За столом много шутили и пели. О былом недомогании Евгения Степановича, старались не упоминать.

Хозяин же стола без устали балагурил. Смех его, веселый и такой молодой разносился по квартире, вселяя в сердца гостей задор и бодрость.

Ближе к концу застолья, старик, впрочем, помрачнел и о чем-то задумался…. Вскоре, встал, и похлопывая родственников по плечу, принялся бочком семенить к своей комнате.

— Ты куда, Женек? — забеспокоилась Марфа.

— Надо. — сурово ответил муж и потусторонняя улыбка озарила его уста.

Ужом проскользнув в спальню, он закрылся изнутри на ключ, но вскоре вышел, красный как помидор.

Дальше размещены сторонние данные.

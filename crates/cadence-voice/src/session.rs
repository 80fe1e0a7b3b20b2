//! One conversation bound to one room.
//!
//! A session paces synthesized sentences into its room and turns the room's
//! utterances into user text. Only sentences of the current generation (the
//! answer most recently started) are ever spoken: stale ones are drained when
//! the queue fills up, skipped when dequeued, and cut off mid-playback when a
//! newer generation starts.

use crate::config::AudioConfig;
use crate::error::VoiceError;
use crate::queue::{OfferError, PlaybackQueue, QueueItem};
use crate::room::{RoomConnector, RoomEvent, RoomTransport, DEFAULT_ROOM_EVENT_CAPACITY};
use crate::stt::Transcriber;
use crate::tts::{effective_speed, Synthesizer};
use cadence_types::{
    AssistantSentence, StartAnswer, TraceContext, VoiceQueueStatus, VoiceSpeaking, VoiceStatus,
};
use std::sync::atomic::{AtomicBool, Ordering};
use std::sync::{Arc, RwLock};
use std::time::Instant;
use tokio::sync::{mpsc, watch};
use tokio_util::sync::CancellationToken;
use tokio_util::task::TaskTracker;

/// Outbound notifications raised by sessions.
#[derive(Debug, Clone, PartialEq)]
pub enum SessionEvent {
    Speaking(VoiceSpeaking),
    Status(VoiceStatus),
    /// A transcribed user utterance, ready to be sent as a user message.
    UserText {
        conversation_id: String,
        user_id: String,
        text: String,
    },
}

/// Shared collaborators every session is built from.
#[derive(Clone)]
pub struct SessionDeps {
    pub connector: Arc<dyn RoomConnector>,
    pub transcriber: Arc<dyn Transcriber>,
    pub synthesizer: Arc<dyn Synthesizer>,
    pub events: mpsc::Sender<SessionEvent>,
    pub queue_capacity: usize,
    /// Format of the audio rooms hand to the transcriber.
    pub capture: AudioConfig,
}

#[derive(Debug)]
struct Playback {
    voice_speed: f32,
    speaking: bool,
}

pub struct VoiceSession {
    conversation_id: String,
    user_id: String,
    room: Arc<dyn RoomTransport>,
    transcriber: Arc<dyn Transcriber>,
    synthesizer: Arc<dyn Synthesizer>,
    queue: PlaybackQueue,
    playback: RwLock<Playback>,
    generation: watch::Sender<String>,
    events: mpsc::Sender<SessionEvent>,
    bytes_per_ms: usize,
    cancel: CancellationToken,
    tracker: TaskTracker,
    stopped: AtomicBool,
}

impl VoiceSession {
    /// Creates the room connection, joins the conversation's room and starts
    /// the session's workers.
    pub async fn connect(
        deps: &SessionDeps,
        conversation_id: &str,
        user_id: &str,
        voice_speed: f32,
    ) -> Result<Arc<Self>, VoiceError> {
        let (room_tx, room_rx) = mpsc::channel(DEFAULT_ROOM_EVENT_CAPACITY);
        let room = deps.connector.create(room_tx)?;
        room.connect(conversation_id).await?;

        let (generation, _) = watch::channel(String::new());
        let session = Arc::new(Self {
            conversation_id: conversation_id.to_string(),
            user_id: user_id.to_string(),
            room,
            transcriber: deps.transcriber.clone(),
            synthesizer: deps.synthesizer.clone(),
            queue: PlaybackQueue::new(deps.queue_capacity),
            playback: RwLock::new(Playback {
                voice_speed: effective_speed(voice_speed),
                speaking: false,
            }),
            generation,
            events: deps.events.clone(),
            bytes_per_ms: deps.capture.bytes_per_ms(),
            cancel: CancellationToken::new(),
            tracker: TaskTracker::new(),
            stopped: AtomicBool::new(false),
        });

        session.tracker.spawn(session.clone().run_playback());
        session.tracker.spawn(session.clone().run_room_events(room_rx));

        tracing::info!(
            conversation_id = %session.conversation_id,
            user_id = %session.user_id,
            "voice session started"
        );
        Ok(session)
    }

    pub fn conversation_id(&self) -> &str {
        &self.conversation_id
    }

    pub fn user_id(&self) -> &str {
        &self.user_id
    }

    pub fn is_connected(&self) -> bool {
        self.room.is_connected()
    }

    pub fn participant_count(&self) -> usize {
        self.room.participant_count()
    }

    pub fn is_speaking(&self) -> bool {
        self.playback.read().map(|p| p.speaking).unwrap_or(false)
    }

    pub fn voice_speed(&self) -> f32 {
        self.playback
            .read()
            .map(|p| p.voice_speed)
            .unwrap_or(crate::preferences::DEFAULT_VOICE_SPEED)
    }

    /// Applies to sentences synthesized from now on.
    pub fn set_voice_speed(&self, speed: f32) {
        if let Ok(mut playback) = self.playback.write() {
            playback.voice_speed = effective_speed(speed);
        }
    }

    pub fn current_generation(&self) -> String {
        self.generation.borrow().clone()
    }

    fn is_current(&self, generation: &str) -> bool {
        *self.generation.borrow() == generation
    }

    pub fn queue_len(&self) -> usize {
        self.queue.len()
    }

    /// Makes `start.message_id` the only generation allowed to speak.
    pub fn handle_generation_start(&self, start: &StartAnswer) {
        let previous = self.generation.send_replace(start.message_id.clone());
        tracing::debug!(
            conversation_id = %self.conversation_id,
            generation = %start.message_id,
            previous = %previous,
            "generation started"
        );
    }

    /// Queues one sentence for playback, shedding stale generations if the
    /// queue is full.
    pub async fn handle_sentence(&self, sentence: &AssistantSentence, trace: Option<TraceContext>) {
        let text = sentence.text.trim();
        if text.is_empty() {
            return;
        }

        let item = QueueItem {
            text: text.to_string(),
            generation_id: sentence.message_id.clone(),
            sequence: sentence.sequence,
            trace,
        };

        let item = match self.queue.offer(item) {
            Ok(()) => return,
            Err(OfferError::Late(item)) => {
                tracing::warn!(
                    conversation_id = %self.conversation_id,
                    generation = %item.generation_id,
                    sequence = item.sequence,
                    "dropping sentence that arrived after a later one started playing"
                );
                return;
            }
            Err(OfferError::Full(item)) => item,
        };

        tracing::warn!(
            conversation_id = %self.conversation_id,
            generation = %item.generation_id,
            capacity = self.queue.capacity(),
            "playback queue full, draining stale sentences"
        );
        let drained = self.queue.drain_stale(&self.current_generation());
        tracing::debug!(conversation_id = %self.conversation_id, drained, "drained stale sentences");

        let sequence = item.sequence;
        let status = match self.queue.offer(item) {
            Ok(()) => VoiceStatus {
                conversation_id: self.conversation_id.clone(),
                status: VoiceQueueStatus::QueueOk,
                queue_length: self.queue.len() as i32,
                error: String::new(),
            },
            Err(_) => {
                tracing::warn!(
                    conversation_id = %self.conversation_id,
                    generation = %sentence.message_id,
                    sequence,
                    "playback queue full, dropping sentence"
                );
                VoiceStatus {
                    conversation_id: self.conversation_id.clone(),
                    status: VoiceQueueStatus::QueueFull,
                    queue_length: self.queue.len() as i32,
                    error: format!("TTS queue full, dropped sentence {}", sequence),
                }
            }
        };
        self.emit(SessionEvent::Status(status)).await;
    }

    /// Stops the workers, leaves the room and waits for everything the
    /// session spawned to exit.
    pub async fn stop(&self) {
        if !self.stopped.swap(true, Ordering::SeqCst) {
            self.cancel.cancel();
            self.room.disconnect().await;
            self.tracker.close();
            tracing::info!(conversation_id = %self.conversation_id, "voice session stopped");
        }
        self.tracker.wait().await;
    }

    async fn emit(&self, event: SessionEvent) {
        if self.events.send(event).await.is_err() {
            tracing::debug!(conversation_id = %self.conversation_id, "session event receiver closed");
        }
    }

    async fn emit_speaking(&self, item: &QueueItem, speaking: bool) {
        self.emit(SessionEvent::Speaking(VoiceSpeaking {
            conversation_id: self.conversation_id.clone(),
            message_id: item.generation_id.clone(),
            speaking,
            sentence_seq: item.sequence,
        }))
        .await;
    }

    async fn run_playback(self: Arc<Self>) {
        loop {
            let item = tokio::select! {
                () = self.cancel.cancelled() => break,
                item = self.queue.recv() => item,
            };

            if !self.is_current(&item.generation_id) {
                tracing::debug!(
                    conversation_id = %self.conversation_id,
                    generation = %item.generation_id,
                    sequence = item.sequence,
                    "skipping stale sentence"
                );
                continue;
            }

            self.emit_speaking(&item, true).await;
            self.speak(&item).await;
            self.emit_speaking(&item, false).await;
        }
    }

    async fn speak(&self, item: &QueueItem) {
        let speed = match self.playback.write() {
            Ok(mut playback) => {
                playback.speaking = true;
                playback.voice_speed
            }
            Err(_) => crate::preferences::DEFAULT_VOICE_SPEED,
        };

        if let Some(trace) = &item.trace {
            tracing::debug!(
                conversation_id = %self.conversation_id,
                traceparent = %trace.traceparent(),
                "speaking traced sentence"
            );
        }

        let generation = self.generation.subscribe();
        // Cancellation and supersession win over a playback that finishes
        // on the same poll.
        tokio::select! {
            biased;
            () = self.cancel.cancelled() => {}
            () = superseded(generation, &item.generation_id) => {
                tracing::debug!(
                    conversation_id = %self.conversation_id,
                    generation = %item.generation_id,
                    sequence = item.sequence,
                    "interrupted by a newer generation"
                );
            }
            () = self.synthesize_and_play(item, speed) => {}
        }

        if let Ok(mut playback) = self.playback.write() {
            playback.speaking = false;
        }
    }

    async fn synthesize_and_play(&self, item: &QueueItem, speed: f32) {
        let started = Instant::now();
        let audio = match self.synthesizer.synthesize(&item.text, speed).await {
            Ok(audio) => audio,
            Err(e) => {
                tracing::error!(
                    conversation_id = %self.conversation_id,
                    sequence = item.sequence,
                    chars = item.text.len(),
                    elapsed_ms = started.elapsed().as_millis() as u64,
                    error = %e,
                    "synthesis failed"
                );
                return;
            }
        };

        if audio.is_empty() {
            tracing::warn!(
                conversation_id = %self.conversation_id,
                sequence = item.sequence,
                "synthesis returned no audio"
            );
            return;
        }
        if !self.is_current(&item.generation_id) {
            return;
        }

        if let Err(e) = self.room.play_audio(&audio).await {
            tracing::error!(
                conversation_id = %self.conversation_id,
                bytes = audio.len(),
                elapsed_ms = started.elapsed().as_millis() as u64,
                error = %e,
                "playback failed"
            );
        }
    }

    async fn run_room_events(self: Arc<Self>, mut room_events: mpsc::Receiver<RoomEvent>) {
        loop {
            let event = tokio::select! {
                () = self.cancel.cancelled() => break,
                event = room_events.recv() => match event {
                    Some(event) => event,
                    None => break,
                },
            };

            match event {
                RoomEvent::Utterance { identity, pcm } => {
                    tokio::select! {
                        () = self.cancel.cancelled() => break,
                        () = self.handle_utterance(&identity, pcm) => {}
                    }
                }
                RoomEvent::ParticipantJoined { identity } => {
                    tracing::info!(conversation_id = %self.conversation_id, %identity, "user joined room");
                }
                RoomEvent::ParticipantLeft { identity } => {
                    tracing::info!(conversation_id = %self.conversation_id, %identity, "user left room");
                }
                RoomEvent::Disconnected => {
                    tracing::warn!(conversation_id = %self.conversation_id, "room connection lost");
                }
            }
        }
    }

    async fn handle_utterance(&self, identity: &str, pcm: Vec<u8>) {
        let started = Instant::now();
        let duration_ms = pcm.len() / self.bytes_per_ms.max(1);

        let text = match self.transcriber.transcribe(&pcm).await {
            Ok(text) => text,
            Err(e) => {
                tracing::error!(
                    conversation_id = %self.conversation_id,
                    participant = %identity,
                    bytes = pcm.len(),
                    duration_ms,
                    elapsed_ms = started.elapsed().as_millis() as u64,
                    error = %e,
                    "transcription failed"
                );
                return;
            }
        };

        let text = text.trim();
        if text.is_empty() {
            tracing::debug!(conversation_id = %self.conversation_id, duration_ms, "empty transcription");
            return;
        }

        tracing::debug!(
            conversation_id = %self.conversation_id,
            chars = text.len(),
            duration_ms,
            elapsed_ms = started.elapsed().as_millis() as u64,
            "utterance transcribed"
        );
        self.emit(SessionEvent::UserText {
            conversation_id: self.conversation_id.clone(),
            user_id: self.user_id.clone(),
            text: text.to_string(),
        })
        .await;
    }
}

/// Resolves once the current generation differs from `generation`.
async fn superseded(mut current: watch::Receiver<String>, generation: &str) {
    let changed = current.wait_for(|g| g != generation).await.is_ok();
    if !changed {
        std::future::pending::<()>().await;
    }
}
//! Retry with a fixed schedule of jittered delays.

use rand::Rng;
use std::future::Future;
use std::time::Duration;
use thiserror::Error;
use tokio_util::sync::CancellationToken;

/// Delays slept after each failed attempt; one attempt per delay.
#[derive(Debug, Clone, Copy, PartialEq, Eq)]
pub enum Strategy {
    /// 1, 2, 4, 8, 16 seconds. Used to repair a dropped connection.
    Quick,
    /// 0.5, 1, 2, 4, 8, 16, 30 seconds. Used for the first connect.
    Standard,
}

const QUICK_MS: &[u64] = &[1_000, 2_000, 4_000, 8_000, 16_000];
const STANDARD_MS: &[u64] = &[500, 1_000, 2_000, 4_000, 8_000, 16_000, 30_000];

/// Each delay is scaled by a random factor in `1 ± JITTER`.
const JITTER: f64 = 0.2;

impl Strategy {
    pub fn delays(self) -> impl Iterator<Item = Duration> {
        let ms = match self {
            Strategy::Quick => QUICK_MS,
            Strategy::Standard => STANDARD_MS,
        };
        ms.iter().map(|ms| Duration::from_millis(*ms))
    }

    pub fn attempts(self) -> usize {
        self.delays().count()
    }
}

pub fn jittered(delay: Duration) -> Duration {
    let factor = rand::thread_rng().gen_range(1.0 - JITTER..=1.0 + JITTER);
    delay.mul_f64(factor)
}

#[derive(Debug, Error)]
pub enum RetryError<E> {
    #[error("retry cancelled")]
    Cancelled,

    #[error("failed after {attempts} attempts: {last}")]
    Exhausted { attempts: usize, last: E },
}

/// Runs `op` until it succeeds, the strategy runs out, or `cancel` fires.
///
/// `op` receives the 1-based attempt number.
pub async fn retry<T, E, F, Fut>(
    strategy: Strategy,
    cancel: &CancellationToken,
    mut op: F,
) -> Result<T, RetryError<E>>
where
    E: std::fmt::Display,
    F: FnMut(usize) -> Fut,
    Fut: Future<Output = Result<T, E>>,
{
    let attempts = strategy.attempts();
    let mut last = None;

    for (index, delay) in strategy.delays().enumerate() {
        let attempt = index + 1;
        let result = tokio::select! {
            () = cancel.cancelled() => return Err(RetryError::Cancelled),
            result = op(attempt) => result,
        };

        match result {
            Ok(value) => return Ok(value),
            Err(e) => {
                let delay = jittered(delay);
                tracing::warn!(
                    attempt,
                    attempts,
                    retry_in_ms = delay.as_millis() as u64,
                    error = %e,
                    "attempt failed"
                );
                last = Some(e);
                tokio::select! {
                    () = cancel.cancelled() => return Err(RetryError::Cancelled),
                    () = tokio::time::sleep(delay) => {}
                }
            }
        }
    }

    match last {
        Some(last) => Err(RetryError::Exhausted { attempts, last }),
        None => Err(RetryError::Cancelled),
    }
}
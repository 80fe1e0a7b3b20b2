use crate::config::LiveKitConfig;
use crate::error::VoiceError;
use livekit_api::access_token::{AccessToken, VideoGrants};
use std::time::Duration;

/// Issues room credentials for the agent.
#[derive(Debug, Clone)]
pub struct VoiceService {
    config: LiveKitConfig,
}

impl VoiceService {
    pub fn new(config: LiveKitConfig) -> Self {
        Self { config }
    }

    pub fn is_enabled(&self) -> bool {
        !self.config.url.is_empty()
    }

    pub fn url(&self) -> &str {
        &self.config.url
    }

    pub fn config(&self) -> &LiveKitConfig {
        &self.config
    }

    /// Mints a join token for the agent's own identity in `room_name`.
    pub fn agent_token(&self, room_name: &str) -> Result<String, VoiceError> {
        self.generate_join_token(
            room_name,
            &self.config.identity,
            &self.config.display_name,
        )
    }

    pub fn generate_join_token(
        &self,
        room_name: &str,
        participant_identity: &str,
        participant_name: &str,
    ) -> Result<String, VoiceError> {
        if room_name.is_empty() {
            return Err(VoiceError::Config("room name must not be empty".to_string()));
        }

        let token = AccessToken::with_api_key(&self.config.api_key, &self.config.api_secret)
            .with_identity(participant_identity)
            .with_name(participant_name)
            .with_grants(VideoGrants {
                room_join: true,
                room: room_name.to_string(),
                can_publish: true,
                can_subscribe: true,
                can_publish_data: true,
                ..Default::default()
            })
            .with_ttl(Duration::from_secs(self.config.token_ttl_seconds));

        token.to_jwt().map_err(VoiceError::Token)
    }
}
use crate::config::TtsConfig;
use crate::error::VoiceError;
use crate::wav::pcm_duration_ms;
use async_trait::async_trait;
use serde::Serialize;
use std::time::Instant;

/// Maximum text input size for TTS (64 KiB). Prevents resource exhaustion from
/// oversized synthesis requests.
const MAX_TTS_INPUT_BYTES: usize = 64 * 1024;

/// Turns text into raw PCM.
#[async_trait]
pub trait Synthesizer: Send + Sync {
    /// Returns little-endian 16-bit mono PCM at [`Synthesizer::sample_rate`].
    /// Empty text yields empty audio. A non-positive `speed` means 1.0.
    async fn synthesize(&self, text: &str, speed: f32) -> Result<Vec<u8>, VoiceError>;

    fn sample_rate(&self) -> u32;
}

#[derive(Debug, Serialize)]
struct SpeechRequest<'a> {
    model: &'a str,
    input: &'a str,
    voice: &'a str,
    response_format: &'a str,
    speed: f32,
}

/// Client for an OpenAI-compatible speech endpoint returning raw PCM.
#[derive(Debug, Clone)]
pub struct TtsService {
    client: reqwest::Client,
    config: TtsConfig,
}

impl TtsService {
    pub fn new(config: TtsConfig) -> Result<Self, VoiceError> {
        let client = reqwest::Client::builder()
            .timeout(config.timeout())
            .build()
            .map_err(|e| VoiceError::Tts(format!("Failed to build HTTP client: {}", e)))?;

        Ok(Self { client, config })
    }
}

/// Non-positive speeds fall back to normal rate.
pub fn effective_speed(speed: f32) -> f32 {
    if speed > 0.0 {
        speed
    } else {
        1.0
    }
}

#[async_trait]
impl Synthesizer for TtsService {
    async fn synthesize(&self, text: &str, speed: f32) -> Result<Vec<u8>, VoiceError> {
        if text.is_empty() {
            return Ok(Vec::new());
        }
        if text.len() > MAX_TTS_INPUT_BYTES {
            return Err(VoiceError::InputTooLarge {
                service: "TTS",
                size: text.len(),
                limit: MAX_TTS_INPUT_BYTES,
            });
        }

        let started = Instant::now();
        let request = SpeechRequest {
            model: &self.config.model,
            input: text,
            voice: &self.config.voice,
            response_format: "pcm",
            speed: effective_speed(speed),
        };

        let response = self
            .client
            .post(&self.config.url)
            .json(&request)
            .send()
            .await
            .map_err(|e| VoiceError::Tts(format!("TTS request failed: {}", e)))?;

        let status = response.status();
        if !status.is_success() {
            let body = response.text().await.unwrap_or_default();
            return Err(VoiceError::Tts(format!(
                "TTS error (status {}): {}",
                status.as_u16(),
                body
            )));
        }

        let audio = response
            .bytes()
            .await
            .map_err(|e| VoiceError::Tts(format!("Failed to read TTS audio: {}", e)))?
            .to_vec();

        tracing::debug!(
            chars = text.len(),
            bytes = audio.len(),
            duration_ms = pcm_duration_ms(audio.len(), self.config.sample_rate, 1),
            latency_ms = started.elapsed().as_millis() as u64,
            "synthesis complete"
        );

        Ok(audio)
    }

    fn sample_rate(&self) -> u32 {
        self.config.sample_rate
    }
}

Марфа ахнула! Старик переоделся в костюм, нацепил зачем-то пенсне в золотой оправе, взгляд имел блуждающий и дикий. Нос его находился в постоянном шевелении, лицо искажала глумливая гримаса.

— Загляну-ка я в СОРТИР! — заявил он, глядя при этом на Марфу, — Авось, найду кой-чего, — и гадко подмигнул.

— Женек… — прошептала старушка, сползая со стула, — Ты чего, Женек?..

— Авось найду! — упрямо буркнул старик, — Найду или нет, я тебя спрашиваю?!

— П-папочка, тебе пло-охо? — растягивая слова на Прибалтийский манер, пискнул сын с другого края стола.

— Евгений! — взвизгнула соседка Варя.

Лишь внучка Дуняша, не мигая глядела на деда. Ей виделся Апокалипсис.

— Так что там, с какашками? — ехидно спросил Евгений Степанович. Штаны его грозно раздувались.

Раздался звон. Это жена Артема гулко упала в обморок, мордою прямо в тарелку.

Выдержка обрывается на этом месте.